- Exercise directions:
Extract precisely the lines of the entries below, from the first line through the line containing "PathBuf, source: io::Error".

===== Listed records

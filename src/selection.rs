//! Which cities have already been posted, and which one goes next.
//!
//! The used-id set is append-only: once an id is written it is never
//! selected again. Persisted as one integer per line; duplicates and blank
//! lines are tolerated because the file is always read back into a set.
//!
//! Storage sits behind [`UsedIdStore`] so the runner can be driven by the
//! in-memory [`MemoryUsedIdStore`] in tests and dry runs.

use crate::dataset::{CityId, CityRecord};
use rand::Rng;
use std::cell::RefCell;
use std::collections::HashSet;
use std::fs::{self, OpenOptions};
use std::io::{self, Write};
use std::path::{Path, PathBuf};
use thiserror::Error;

#[derive(Error, Debug)]
pub enum StoreError {
    #[error("IO error on {path}: {source}")]
    Io { path: PathBuf, source: io::Error },
    #[error("{path}:{line}: not a city id: {content:?}")]
    Parse {
        path: PathBuf,
        line: usize,
        content: String,
    },
}

#[derive(Error, Debug, PartialEq, Eq)]
pub enum SelectionError {
    #[error("All {total} cities in the dataset have already been used")]
    Exhausted { total: usize },
}

/// Durable record of posted city ids.
pub trait UsedIdStore {
    /// Read the full set of used ids.
    fn load(&self) -> Result<HashSet<CityId>, StoreError>;

    /// Record one more id as used.
    fn append(&self, id: CityId) -> Result<(), StoreError>;
}

/// Newline-delimited id file, e.g. `used.txt`.
#[derive(Debug, Clone)]
pub struct FileUsedIdStore {
    path: PathBuf,
}

impl FileUsedIdStore {
    pub fn new(path: impl Into<PathBuf>) -> Self {
        Self { path: path.into() }
    }

    pub fn path(&self) -> &Path {
        &self.path
    }

    fn io_error(&self, source: io::Error) -> StoreError {
        StoreError::Io {
            path: self.path.clone(),
            source,
        }
    }
}

impl UsedIdStore for FileUsedIdStore {
    /// A missing file means nothing has been posted yet.
    fn load(&self) -> Result<HashSet<CityId>, StoreError> {
        let content = match fs::read_to_string(&self.path) {
            Ok(content) => content,
            Err(e) if e.kind() == io::ErrorKind::NotFound => return Ok(HashSet::new()),
            Err(e) => return Err(self.io_error(e)),
        };
        parse_used_ids(&content).map_err(|(line, content)| StoreError::Parse {
            path: self.path.clone(),
            line,
            content,
        })
    }

    fn append(&self, id: CityId) -> Result<(), StoreError> {
        if let Some(parent) = self.path.parent().filter(|p| !p.as_os_str().is_empty()) {
            fs::create_dir_all(parent).map_err(|e| self.io_error(e))?;
        }
        let mut file = OpenOptions::new()
            .create(true)
            .append(true)
            .open(&self.path)
            .map_err(|e| self.io_error(e))?;
        writeln!(file, "{id}").map_err(|e| self.io_error(e))?;
        file.sync_all().map_err(|e| self.io_error(e))
    }
}

/// Parse newline-delimited ids. On failure returns the 1-based line number
/// and its content.
fn parse_used_ids(content: &str) -> Result<HashSet<CityId>, (usize, String)> {
    content
        .lines()
        .enumerate()
        .map(|(i, line)| (i + 1, line.trim()))
        .filter(|(_, line)| !line.is_empty())
        .map(|(n, line)| line.parse::<CityId>().map_err(|_| (n, line.to_string())))
        .collect()
}

/// In-memory store. Seeded from the real file for dry runs so nothing is
/// written to disk.
#[derive(Debug, Default)]
pub struct MemoryUsedIdStore {
    appended: RefCell<Vec<CityId>>,
}

impl MemoryUsedIdStore {
    pub fn new() -> Self {
        Self::default()
    }

    pub fn with_ids(ids: impl IntoIterator<Item = CityId>) -> Self {
        Self {
            appended: RefCell::new(ids.into_iter().collect()),
        }
    }

    /// Copy of `store`'s current set. Appends go to the copy only, which is
    /// what a dry run uses in place of the real file.
    pub fn snapshot_of(store: &dyn UsedIdStore) -> Result<Self, StoreError> {
        Ok(Self::with_ids(store.load()?))
    }

    /// Every id appended so far, in order, duplicates included.
    pub fn appended(&self) -> Vec<CityId> {
        self.appended.borrow().clone()
    }
}

impl UsedIdStore for MemoryUsedIdStore {
    fn load(&self) -> Result<HashSet<CityId>, StoreError> {
        Ok(self.appended().into_iter().collect())
    }

    fn append(&self, id: CityId) -> Result<(), StoreError> {
        self.appended.borrow_mut().push(id);
        Ok(())
    }
}

/// Number of candidates not yet used.
pub fn remaining(candidates: &[CityRecord], used: &HashSet<CityId>) -> usize {
    candidates.iter().filter(|c| !used.contains(&c.id)).count()
}

/// Pick one unused candidate uniformly at random.
///
/// Fails with [`SelectionError::Exhausted`] when every candidate id is in
/// `used`, including the empty-dataset case.
pub fn pick<'a, R: Rng>(
    candidates: &'a [CityRecord],
    used: &HashSet<CityId>,
    rng: &mut R,
) -> Result<&'a CityRecord, SelectionError> {
    let eligible: Vec<&CityRecord> = candidates
        .iter()
        .filter(|c| !used.contains(&c.id))
        .collect();

    if eligible.is_empty() {
        return Err(SelectionError::Exhausted {
            total: candidates.len(),
        });
    }
    let index = rng.random_range(0..eligible.len());
    Ok(eligible[index])
}

#[cfg(test)]
mod tests {
    use super::*;
    use crate::test_helpers::{city, springfield_trio};
    use rand::SeedableRng;
    use rand::rngs::StdRng;
    use tempfile::TempDir;

    // =========================================================================
    // pick tests
    // =========================================================================

    #[test]
    fn pick_returns_only_unused_candidate() {
        let cities = springfield_trio();
        let used: HashSet<CityId> = [1, 2].into();
        let mut rng = StdRng::seed_from_u64(7);

        for _ in 0..20 {
            assert_eq!(pick(&cities, &used, &mut rng).unwrap().id, 3);
        }
    }

    #[test]
    fn pick_never_returns_used_id() {
        let cities: Vec<CityRecord> = (1..=50).map(|id| city(id, "Town", "Ohio", None)).collect();
        let used: HashSet<CityId> = (1..=50).filter(|id| id % 3 != 0).collect();
        let mut rng = StdRng::seed_from_u64(42);

        for _ in 0..200 {
            let picked = pick(&cities, &used, &mut rng).unwrap();
            assert!(!used.contains(&picked.id));
        }
    }

    #[test]
    fn pick_reaches_every_eligible_candidate() {
        let cities: Vec<CityRecord> = (1..=5).map(|id| city(id, "Town", "Utah", None)).collect();
        let used = HashSet::new();
        let mut rng = StdRng::seed_from_u64(1);

        let seen: HashSet<CityId> = (0..200)
            .map(|_| pick(&cities, &used, &mut rng).unwrap().id)
            .collect();
        assert_eq!(seen.len(), 5);
    }

    #[test]
    fn pick_exhausted_when_all_used() {
        let cities = springfield_trio();
        let used: HashSet<CityId> = [1, 2, 3].into();
        let mut rng = StdRng::seed_from_u64(0);

        assert_eq!(
            pick(&cities, &used, &mut rng),
            Err(SelectionError::Exhausted { total: 3 })
        );
    }

    #[test]
    fn pick_exhausted_on_empty_dataset() {
        let mut rng = StdRng::seed_from_u64(0);
        assert_eq!(
            pick(&[], &HashSet::new(), &mut rng),
            Err(SelectionError::Exhausted { total: 0 })
        );
    }

    #[test]
    fn used_ids_outside_dataset_are_ignored() {
        let cities = springfield_trio();
        let used: HashSet<CityId> = [99, 100].into();
        assert_eq!(remaining(&cities, &used), 3);
    }

    #[test]
    fn remaining_counts_unused() {
        let cities = springfield_trio();
        assert_eq!(remaining(&cities, &HashSet::from([2])), 2);
        assert_eq!(remaining(&cities, &HashSet::from([1, 2, 3])), 0);
    }

    // =========================================================================
    // FileUsedIdStore tests
    // =========================================================================

    #[test]
    fn missing_file_loads_empty() {
        let tmp = TempDir::new().unwrap();
        let store = FileUsedIdStore::new(tmp.path().join("used.txt"));
        assert!(store.load().unwrap().is_empty());
    }

    #[test]
    fn append_then_load_roundtrip() {
        let tmp = TempDir::new().unwrap();
        let store = FileUsedIdStore::new(tmp.path().join("used.txt"));

        store.append(4).unwrap();
        store.append(17).unwrap();

        assert_eq!(store.load().unwrap(), HashSet::from([4, 17]));
        let content = fs::read_to_string(store.path()).unwrap();
        assert_eq!(content, "4\n17\n");
    }

    #[test]
    fn append_creates_parent_directories() {
        let tmp = TempDir::new().unwrap();
        let store = FileUsedIdStore::new(tmp.path().join("state/bot/used.txt"));
        store.append(1).unwrap();
        assert_eq!(store.load().unwrap(), HashSet::from([1]));
    }

    #[test]
    fn duplicates_and_blank_lines_collapse() {
        let tmp = TempDir::new().unwrap();
        let path = tmp.path().join("used.txt");
        fs::write(&path, "3\n\n3\n  8 \n\n").unwrap();

        let store = FileUsedIdStore::new(&path);
        assert_eq!(store.load().unwrap(), HashSet::from([3, 8]));
    }

    #[test]
    fn append_never_rewrites_existing_lines() {
        let tmp = TempDir::new().unwrap();
        let path = tmp.path().join("used.txt");
        fs::write(&path, "5\n5\n").unwrap();

        let store = FileUsedIdStore::new(&path);
        store.append(5).unwrap();
        assert_eq!(fs::read_to_string(&path).unwrap(), "5\n5\n5\n");
    }

    #[test]
    fn garbage_line_reports_line_number() {
        let tmp = TempDir::new().unwrap();
        let path = tmp.path().join("used.txt");
        fs::write(&path, "1\n2\nthree\n").unwrap();

        let err = FileUsedIdStore::new(&path).load().unwrap_err();
        assert!(matches!(
            err,
            StoreError::Parse { line: 3, ref content, .. } if content == "three"
        ));
    }

    #[test]
    fn used_set_grows_monotonically() {
        let tmp = TempDir::new().unwrap();
        let store = FileUsedIdStore::new(tmp.path().join("used.txt"));
        let mut previous = store.load().unwrap();

        for id in [10, 20, 10, 30] {
            store.append(id).unwrap();
            let current = store.load().unwrap();
            assert!(current.is_superset(&previous));
            assert!(current.contains(&id));
            previous = current;
        }
    }

    // =========================================================================
    // MemoryUsedIdStore tests
    // =========================================================================

    #[test]
    fn memory_store_seeded_and_appended() {
        let store = MemoryUsedIdStore::with_ids([1, 2]);
        store.append(2).unwrap();
        store.append(3).unwrap();

        assert_eq!(store.appended(), vec![1, 2, 2, 3]);
        assert_eq!(store.load().unwrap(), HashSet::from([1, 2, 3]));
    }
}
use clap::{Parser, Subcommand};
use sat_cities::config::{self, Credentials};
use sat_cities::map::MapboxClient;
use sat_cities::run::{self, RunOptions};
use sat_cities::selection::{
    FileUsedIdStore, MemoryUsedIdStore, SelectionError, UsedIdStore, remaining,
};
use sat_cities::twitter::TwitterClient;
use sat_cities::{dataset, imaging, output};
use std::path::PathBuf;
use tracing::{error, info};
use tracing_subscriber::{layer::SubscriberExt, util::SubscriberInitExt};

#[derive(Parser)]
#[command(name = "sat-cities")]
#[command(about = "Post a satellite view of a random, not yet posted city")]
#[command(long_about = "\
Post a satellite view of a random, not yet posted city

Each run picks an unused city from the dataset, downloads a Mapbox satellite
tile, derives a primary image and a closer zoom image, marks the city as used
and posts both to X/Twitter as a post and a threaded reply.

Files:

  bot.toml     # Optional settings; 'sat-cities gen-config' prints all keys
  cities.csv   # id,latitude,longitude,name,state,county
  used.txt     # Append-only list of posted ids
  .env         # Credentials (optional; the environment works too)

Credentials:
  MAPBOX_TOKEN                          map tiles (every command that fetches)
  API_KEY, API_KEY_SECRET,
  ACCESS_TOKEN, ACCESS_TOKEN_SECRET,
  BEARER_TOKEN                          posting (run without --dry-run)

Log verbosity follows RUST_LOG (default: info).")]
#[command(version)]
struct Cli {
    /// Config file
    #[arg(long, default_value = "bot.toml", global = true)]
    config: PathBuf,

    /// Load environment variables from this file instead of ./.env
    #[arg(long, global = true)]
    env_file: Option<PathBuf>,

    #[command(subcommand)]
    command: Command,
}

#[derive(clap::Args)]
struct RunArgs {
    /// Derive images but neither mark the city as used nor post
    #[arg(long)]
    dry_run: bool,

    /// Also write primary.jpg and zoom.jpg to this directory
    #[arg(long)]
    save_dir: Option<PathBuf>,
}

#[derive(Subcommand)]
enum Command {
    /// Pick a city, derive its images and post them
    Run(RunArgs),
    /// Validate config and dataset, report how many cities remain
    Check,
    /// Run the image pipeline on a local file
    Preview {
        /// Raw satellite image (JPEG, PNG or WebP)
        input: PathBuf,
        /// Directory for primary.jpg and zoom.jpg
        output_dir: PathBuf,
    },
    /// Print a stock bot.toml with all options documented
    GenConfig,
}

fn main() {
    tracing_subscriber::registry()
        .with(
            tracing_subscriber::EnvFilter::try_from_default_env()
                .unwrap_or_else(|_| "info".into()),
        )
        .with(tracing_subscriber::fmt::layer().with_writer(std::io::stderr))
        .init();

    let cli = Cli::parse();
    if let Err(e) = execute(cli) {
        error!("{}", e);
        std::process::exit(1);
    }
}

fn execute(cli: Cli) -> Result<(), Box<dyn std::error::Error>> {
    match cli.command {
        Command::Run(args) => {
            config::load_env_file(cli.env_file.as_deref())?;
            if args.dry_run {
                let token = config::mapbox_token_from_env()?;
                let bot_config = config::load_config(&cli.config)?;
                let candidates = dataset::load_dataset(&bot_config.data.dataset)?;
                let store = MemoryUsedIdStore::snapshot_of(&FileUsedIdStore::new(
                    &bot_config.data.used_ids,
                ))?;
                let map = MapboxClient::new(bot_config.map.clone(), token)?;
                let options = run_options(&bot_config, args.save_dir);

                info!("Dry run: nothing will be marked or posted");
                let report =
                    run::run_once(&candidates, &store, &map, None, &options, &mut rand::rng())?;
                output::print_run_report(&report);
            } else {
                let credentials = Credentials::from_env()?;
                let bot_config = config::load_config(&cli.config)?;
                let candidates = dataset::load_dataset(&bot_config.data.dataset)?;
                let store = FileUsedIdStore::new(&bot_config.data.used_ids);
                let map = MapboxClient::new(bot_config.map.clone(), credentials.mapbox_token)?;
                let social = TwitterClient::new(&bot_config.post, credentials.twitter)?;
                let options = run_options(&bot_config, args.save_dir);

                let report = run::run_once(
                    &candidates,
                    &store,
                    &map,
                    Some(&social),
                    &options,
                    &mut rand::rng(),
                )?;
                output::print_run_report(&report);
            }
        }
        Command::Check => {
            let bot_config = config::load_config(&cli.config)?;
            let candidates = dataset::load_dataset(&bot_config.data.dataset)?;
            let used = FileUsedIdStore::new(&bot_config.data.used_ids).load()?;
            let left = remaining(&candidates, &used);
            output::print_check(
                &bot_config.data.dataset,
                candidates.len(),
                &bot_config.data.used_ids,
                used.len(),
                left,
            );
            if left == 0 {
                return Err(SelectionError::Exhausted {
                    total: candidates.len(),
                }
                .into());
            }
        }
        Command::Preview { input, output_dir } => {
            let bot_config = config::load_config(&cli.config)?;
            let raw = std::fs::read(&input)?;
            let pair = imaging::derive_pair(&raw, &bot_config.imaging.to_params())?;
            let (primary_path, zoom_path) = pair.save_to(&output_dir)?;
            output::print_preview(&pair, &primary_path, &zoom_path);
        }
        Command::GenConfig => {
            print!("{}", config::stock_config_toml());
        }
    }

    Ok(())
}

fn run_options(bot_config: &config::BotConfig, save_dir: Option<PathBuf>) -> RunOptions {
    RunOptions {
        params: bot_config.imaging.to_params(),
        caption_prefix: bot_config.post.caption_prefix.clone(),
        save_dir,
    }
}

==========

- Output below:
filename src/selection.rs
//! Which cities have already been posted, and which one goes next.
//!
//! The used-id set is append-only: once an id is written it is never
//! selected again. Persisted as one integer per line; duplicates and blank
//! lines are tolerated because the file is always read back into a set.
//!
//! Storage sits behind [`UsedIdStore`] so the runner can be driven by the
//! in-memory [`MemoryUsedIdStore`] in tests and dry runs.

use crate::dataset::{CityId, CityRecord};
use rand::Rng;
use std::cell::RefCell;
use std::collections::HashSet;
use std::fs::{self, OpenOptions};
use std::io::{self, Write};
use std::path::{Path, PathBuf};
use thiserror::Error;

#[derive(Error, Debug)]
pub enum StoreError {
    #[error("IO error on {path}: {source}")]
    Io { path: PathBuf, source: io::Error },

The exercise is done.